Review: Erotic Stories for Punjabi Widows

I know what you’re thinking. That title. That title is, at once, the best and the worst thing about this book, depending on the way you look at it. You might want to buy a brown paper cover, old school style, if you are wary of prying eyes judging you and your reading choices. Or if, like me, you derive sadistic pleasure from watching prying eyes go wide in sheer judgmental shock, you might want to read it in some public places.

Either way, Erotic Stories for Punjabi Widows is not smut. Well, not just smut anyway. You might find better satisfaction, pun unintended, from reading Mills & Boons, or 50 Shades, or whatever it is you horny toads are reading these days (not that there is anything wrong with it, as Seinfeld would say). ESFPW is, at once, a coming of age story, a murder mystery, a young adult novel, an old adult novel, a commentary on society, a novel about the people of London and a novel about the people of Punjab.

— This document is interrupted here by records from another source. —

//! Forecast rules and their combination.
//!
//! Forecasts are unit-free, scaled so the average absolute value is about 10,
//! and capped to `[-cap, +cap]` after every scaling step.

pub mod trend;
pub mod carry;
pub mod combine;

/// Clamp a forecast to `[-cap, +cap]`.
pub fn cap_forecast(value: f64, cap: f64) -> f64 {
    value.min(cap).max(-cap)
}

fn mean(values: &[f64]) -> f64 {
    values.iter().sum::<f64>() / values.len() as f64
}

#[cfg(test)]
mod tests {
    use super::*;
    use proptest::prelude::*;

    #[test]
    fn cap_inside_range_is_identity() {
        assert_eq!(cap_forecast(12.5, 20.0), 12.5);
        assert_eq!(cap_forecast(-3.0, 20.0), -3.0);
    }

    #[test]
    fn cap_clamps_both_sides() {
        assert_eq!(cap_forecast(45.0, 20.0), 20.0);
        assert_eq!(cap_forecast(-45.0, 20.0), -20.0);
    }

    proptest! {
        #[test]
        fn capped_magnitude_never_exceeds_cap(
            value in -1.0e6..1.0e6_f64,
            cap in 0.1..100.0_f64,
        ) {
            prop_assert!(cap_forecast(value, cap).abs() <= cap);
        }
    }
}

The story is based largely in Southall, the famous Mini-Punjab of London where thousands of Punjabis have made a home away from home with the comforts of their traditional food, language, clothes and values. There are people here who have lived in London for decades and survived without ever learning the English language. On the other hand, there is the younger generation, born and raised in London, who are more British than Indian in their hearts, values and life choices. The conflict between these two forms the bedrock of ESFPW.

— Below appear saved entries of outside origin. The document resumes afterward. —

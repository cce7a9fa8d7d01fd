//! Domain error types.

/// Top-level error type for carrytrend.
#[derive(Debug, thiserror::Error)]
pub enum CarrytrendError {
    #[error("config parse error in {file}: {reason}")]
    ConfigParse { file: String, reason: String },

    #[error("missing config key [{section}] {key}")]
    ConfigMissing { section: String, key: String },

    #[error("invalid config value [{section}] {key}: {reason}")]
    ConfigInvalid {
        section: String,
        key: String,
        reason: String,
    },

    #[error("market data error: {reason}")]
    Data { reason: String },

    #[error("no market data for {symbol}")]
    NoData { symbol: String },

    #[error("no forecast scalar for trend span {span}")]
    UnknownTrendSpan { span: usize },

    #[error("rule count {count} has no forecast diversification multiplier (valid range {min}..={max})")]
    RuleCountOutOfRange { count: usize, min: usize, max: usize },

    #[error(transparent)]
    Io(#[from] std::io::Error),
}

impl From<&CarrytrendError> for std::process::ExitCode {
    fn from(err: &CarrytrendError) -> Self {
        let code: u8 = match err {
            CarrytrendError::Io(_) => 1,
            CarrytrendError::ConfigParse { .. }
            | CarrytrendError::ConfigMissing { .. }
            | CarrytrendError::ConfigInvalid { .. } => 2,
            CarrytrendError::Data { .. } => 3,
            CarrytrendError::UnknownTrendSpan { .. }
            | CarrytrendError::RuleCountOutOfRange { .. } => 4,
            CarrytrendError::NoData { .. } => 5,
        };
        std::process::ExitCode::from(code)
    }
}
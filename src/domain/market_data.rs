//! Daily market data as delivered by the feed and roll collaborators.

use chrono::NaiveDate;

use super::instrument::ContractOffset;

/// Raw (non-adjusted) close of one dated contract.
#[derive(Debug, Clone, PartialEq)]
pub struct ContractQuote {
    pub contract: String,
    pub price: f64,
    pub expiry: NaiveDate,
}

/// One instrument's daily bar: back-adjusted continuous price plus the
/// near and further contracts chosen by the roll logic.
#[derive(Debug, Clone, PartialEq)]
pub struct DailyUpdate {
    pub symbol: String,
    pub date: NaiveDate,
    pub adjusted_price: f64,
    pub near: ContractQuote,
    pub further: ContractQuote,
}

impl DailyUpdate {
    pub fn contract(&self, offset: ContractOffset) -> &ContractQuote {
        match offset {
            ContractOffset::Near => &self.near,
            ContractOffset::Further => &self.further,
        }
    }
}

Nikki is a 22 year old, London born, Punjabi girl, a feminist, a writer, an activist and a law school dropout who is still looking for her calling in life and feels judged by her family for being different from their notion of a good Punjabi girl. Kulwinder is a good Punjabi wife and mother who moved to London many decades ago with her husband and daughter. She has recently suffered a huge personal loss and is trying to overcome it by burying herself in community service at the Southall Gurudwara.

Looking to promote women’s activities in the community, Kulwinder starts English classes for women, and signs up mostly widows who have more time in their hands. Nikki, looking for a vocation, signs up as the teacher hoping to empower the women. Neither foresees the shape these classes would take, led by the widows who, it turns out, are interested in neither English nor empowerment. A silent revolution begins in the community when erotic stories, shared in this classroom, go surreptitiously viral through the grapevine.

Nikki, in the process of facilitating these stories, discovers the skeletons in Southall’s closet and finds herself in the middle of the unsolved suicude-slash-murder of a young Punjabi girl. The more she learns about the secrets of the community, the more horrors reveal themselves and it is up to Nikki and her students to do something about it.

One of my favourite things about this book is that the author, Balli Kaur Jaswal, challenges your pre-conceived notions through her characters. If you dismiss “these young-feminist-types”, Nikki will surprise you with her openness and respect for traditional values, even when she doesn’t agree with them. If you dismiss “these old-senile-aunty-types”, the widows will set the record straight with their vivaciousness and wit. The novel is funny, engaging, racy, thought provoking, unexpected, with not a dull moment, especially when there is a Punjabi widow on the page.

Highly highly recommended read, especially for fellow Punjabis. You will definitely find a reflection of your family, your relatives and that friendly neighbourhood Pammi Aunty in this book!